WORK TO COMPLETE
Match on the string "cookie" in the entries below and return every matching line.

TASK INPUT
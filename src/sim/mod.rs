//! Deterministic numeric core
//!
//! Everything that decides anything lives here. This module must stay pure:
//! - No rendering or platform dependencies
//! - No timers or loops; the host supplies frame deltas
//! - Stateless transforms except for `SimulationSession`

pub mod curve;
pub mod geometry;
pub mod integrator;
pub mod locator;
pub mod session;
pub mod solver;

pub use curve::{
    ControlPoints, CurveKind, CurveParams, CycloidFit, SampledCurve, cycloid_residual,
    fit_cycloid, generate,
};
pub use geometry::{Point, distance, lerp, quadratic_bezier};
pub use integrator::{SpeedPolicy, Traversal, integrate, integrate_points, is_feasible, speed_at};
pub use locator::{bracket, position_at};
pub use session::{DemoMode, Frame, Handle, SessionPhase, SimulationSession, Track};
pub use solver::{Root, bisect};
use std::hash::{Hash, Hasher};

use rand::Rng;

use crate::message::*;

/// Size of a transaction ID on the wire for a modern (RFC 5389) STUN message.
pub const TRANSACTION_ID_SIZE: usize = 12; // 96 bit

/// Size of a legacy (RFC 3489) transaction ID, carried when the magic cookie
/// is absent from the header.
pub const LEGACY_TRANSACTION_ID_SIZE: usize = 16; // 128 bit

/// TransactionId identifies a STUN transaction on the wire. Most messages use
/// the 12-byte RFC 5389 form; decoders must still recognize the 16-byte RFC
/// 3489 form when a message arrives without the magic cookie.
#[derive(Debug, Copy, Clone)]
pub enum TransactionId {
    Rfc5389([u8; TRANSACTION_ID_SIZE]),
    Rfc3489([u8; LEGACY_TRANSACTION_ID_SIZE]),
}

impl Default for TransactionId {
    fn default() -> Self {
        TransactionId::Rfc5389([0u8; TRANSACTION_ID_SIZE])
    }
}

impl TransactionId {
    /// Generates a new random RFC 5389 transaction id.
    pub fn new() -> Self {
        let mut b = [0u8; TRANSACTION_ID_SIZE];
        rand::thread_rng().fill(&mut b);
        TransactionId::Rfc5389(b)
    }

    pub fn as_bytes(&self) -> &[u8] {
        match self {
            TransactionId::Rfc5389(b) => b,
            TransactionId::Rfc3489(b) => b,
        }
    }

    pub fn is_legacy(&self) -> bool {
        matches!(self, TransactionId::Rfc3489(_))
    }
}

impl PartialEq for TransactionId {
    fn eq(&self, other: &Self) -> bool {
        self.as_bytes() == other.as_bytes()
    }
}
impl Eq for TransactionId {}

impl Hash for TransactionId {
    // Hash is the low 32 bits, per the transaction ID's data-model contract.
    fn hash<H: Hasher>(&self, state: &mut H) {
        let b = self.as_bytes();
        let n = b.len();
        state.write(&b[n - 4..]);
    }
}

impl Setter for TransactionId {
    fn add_to(&self, m: &mut Message) -> Result<()> {
        m.transaction_id = *self;
        m.write_transaction_id();
        Ok(())
    }
}
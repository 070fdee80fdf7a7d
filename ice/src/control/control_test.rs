use super::*;

#[test]
fn test_role_opposite() {
    assert_eq!(Role::Controlling.opposite(), Role::Controlled);
    assert_eq!(Role::Controlled.opposite(), Role::Controlling);
    assert_eq!(Role::Unspecified.opposite(), Role::Unspecified);
}

#[test]
fn test_role_from_str() {
    assert_eq!(Role::from("controlling"), Role::Controlling);
    assert_eq!(Role::from("controlled"), Role::Controlled);
    assert_eq!(Role::from("bogus"), Role::Unspecified);
}

#[test]
fn test_role_display() {
    assert_eq!(Role::Controlling.to_string(), "controlling");
    assert_eq!(Role::Controlled.to_string(), "controlled");
    assert_eq!(Role::Unspecified.to_string(), "unspecified");
}

#[test]
fn test_attr_controlling_round_trip() {
    let mut m = Message::new();
    AttrControlling(424_242).add_to(&mut m).unwrap();

    let mut decoded = AttrControlling::default();
    decoded.get_from(&m).unwrap();
    assert_eq!(decoded.0, 424_242);

    // ICE-CONTROLLED must not be readable off an ICE-CONTROLLING-only message.
    let mut controlled = AttrControlled::default();
    assert!(controlled.get_from(&m).is_err());
}

#[test]
fn test_attr_controlled_round_trip() {
    let mut m = Message::new();
    AttrControlled(7).add_to(&mut m).unwrap();

    let mut decoded = AttrControlled::default();
    decoded.get_from(&m).unwrap();
    assert_eq!(decoded.0, 7);
}

#[test]
fn test_attr_control_adds_controlling_attribute_for_controlling_role() {
    let mut m = Message::new();
    let attr = AttrControl {
        role: Role::Controlling,
        tie_breaker: TieBreaker(99),
    };
    attr.add_to(&mut m).unwrap();

    assert!(m.contains(stun::attributes::ATTR_ICE_CONTROLLING));
    assert!(!m.contains(stun::attributes::ATTR_ICE_CONTROLLED));
}

#[test]
fn test_attr_control_adds_controlled_attribute_for_controlled_role() {
    let mut m = Message::new();
    let attr = AttrControl {
        role: Role::Controlled,
        tie_breaker: TieBreaker(99),
    };
    attr.add_to(&mut m).unwrap();

    assert!(m.contains(stun::attributes::ATTR_ICE_CONTROLLED));
    assert!(!m.contains(stun::attributes::ATTR_ICE_CONTROLLING));
}

#[test]
fn test_attr_control_get_from_detects_role_and_tie_breaker() {
    let mut m = Message::new();
    AttrControlling(55).add_to(&mut m).unwrap();

    let mut decoded = AttrControl::default();
    decoded.get_from(&m).unwrap();
    assert_eq!(decoded.role, Role::Controlling);
    assert_eq!(decoded.tie_breaker, TieBreaker(55));
}

#[test]
fn test_attr_control_get_from_missing_both_attributes_errors() {
    let m = Message::new();
    let mut decoded = AttrControl::default();
    assert!(decoded.get_from(&m).is_err());
}
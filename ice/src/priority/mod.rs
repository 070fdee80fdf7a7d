#[cfg(test)]
mod priority_test;

use stun::attributes::ATTR_PRIORITY;
use stun::checks::*;
use stun::message::*;

/// Represents the PRIORITY attribute, carried on Binding Requests so the
/// receiving agent can learn the priority a peer-reflexive candidate would
/// have been assigned had it been gathered locally.
#[derive(Default, PartialEq, Debug, Copy, Clone)]
pub struct PriorityAttr(pub u32);

const PRIORITY_SIZE: usize = 4; // 32 bit

impl Setter for PriorityAttr {
    fn add_to(&self, m: &mut Message) -> Result<(), stun::Error> {
        let mut v = vec![0_u8; PRIORITY_SIZE];
        v.copy_from_slice(&self.0.to_be_bytes());
        m.add(ATTR_PRIORITY, &v);
        Ok(())
    }
}

impl PriorityAttr {
    /// Decodes the PRIORITY attribute from a message.
    pub fn get_from(&mut self, m: &Message) -> Result<(), stun::Error> {
        let v = m.get(ATTR_PRIORITY)?;

        check_size(ATTR_PRIORITY, v.len(), PRIORITY_SIZE)?;

        let p = u32::from_be_bytes([v[0], v[1], v[2], v[3]]);
        self.0 = p;

        Ok(())
    }
}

TASK RESULT
/// Size of a legacy (RFC 3489) transaction ID, carried when the magic cookie
/// 3489 form when a message arrives without the magic cookie.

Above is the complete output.